Durante décadas, una de las víctimas de uno de los crímenes médicos más atroces del nazismo no tuvo un nombre completo en la memoria pública. Solo un número.

107969.

Ese número estaba tatuado en el antebrazo de Menachem Taffel, un judío nacido en 1900 en la región de Galitzia y radicado después en Berlín. Allí formó una familia con Klara Schenkel y tuvo una hija llamada Ester.

En marzo de 1943, Menachem, su esposa y su hija fueron deportados de Berlín a Auschwitz. Klara y Ester fueron asesinadas al llegar. Menachem fue seleccionado para trabajo forzado y recibió el número que, años después, permitiría reconocerlo.

En junio de 1943 fue elegido junto a otros prisioneros por antropólogos de las SS para un proyecto dirigido por August Hirt, profesor de anatomía de la Reichsuniversität de Estrasburgo.

La intención era crear una colección de esqueletos judíos destinada a servir como supuesta “prueba científica” de la ideología racial nazi.

En total, 86 hombres y mujeres judíos fueron trasladados desde Auschwitz al campo de concentración de Natzweiler-Struthof, en Alsacia. Entre el 11 y el 19 de agosto de 1943 fueron asesinados en la cámara de gas del campo.

Después, sus cuerpos fueron enviados al Instituto Anatómico de Estrasburgo.

Cuando las tropas aliadas entraron en Estrasburgo en noviembre de 1944, encontraron los restos en los sótanos del instituto.

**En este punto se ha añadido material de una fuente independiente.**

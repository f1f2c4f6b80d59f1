use super::config::ConfigError;
use super::objective::ObjectiveError;
use crate::core::io::directory::DirectoryError;
use crate::core::variable::VariableError;
use thiserror::Error;

#[derive(Debug, Error)]
pub enum EngineError {
    #[error("Search interval is not a descent direction (target at start is {target})")]
    NotDescentDirection { target: f64 },

    #[error("Start and end of the search interval are identical")]
    DegenerateInterval,

    #[error("No convergence tolerance given for variable '{variable}'")]
    MissingTolerance { variable: String },

    #[error("Invalid optimizer configuration: {source}")]
    Config {
        #[from]
        source: ConfigError,
    },

    #[error("Objective evaluation failed: {source}")]
    Objective {
        #[from]
        source: ObjectiveError,
    },

    #[error("Variable error: {source}")]
    Variable {
        #[from]
        source: VariableError,
    },

    #[error("Output directory error: {source}")]
    Directory {
        #[from]
        source: DirectoryError,
    },
}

El proyecto nunca llegó a completarse, pero el crimen ya estaba hecho.

Durante muchos años, Menachem Taffel fue la única víctima identificada con certeza, gracias al número visible en una fotografía tomada después de la liberación. En 1970, Hermann Langbein, sobreviviente de Auschwitz y dirigente del Comité Internacional de Auschwitz, pudo reconocerlo a partir de ese número.

Los otros 85 nombres tardaron décadas en regresar.

El investigador Hans-Joachim Lang logró identificarlos comparando listas de números de prisioneros con documentos conservados de Auschwitz y Estrasburgo. Su trabajo fue publicado como Los nombres de los números.

Ese título resume la verdadera reparación posible: devolverles identidad a quienes el nazismo intentó reducir a material de laboratorio.

Menachem Taffel no era un cuerpo anónimo.

Era esposo. Padre. Comerciante. Vecino de Berlín. Un hombre con una vida antes del número.

Y junto a él había otros 85 seres humanos que también tuvieron nombres, familias, idiomas, hogares y recuerdos.

La ciencia, cuando se arrodilla ante una ideología de odio, puede convertirse en instrumento de destrucción.

La memoria, en cambio, hace el camino contrario: toma los números y vuelve a pronunciarlos como nombres.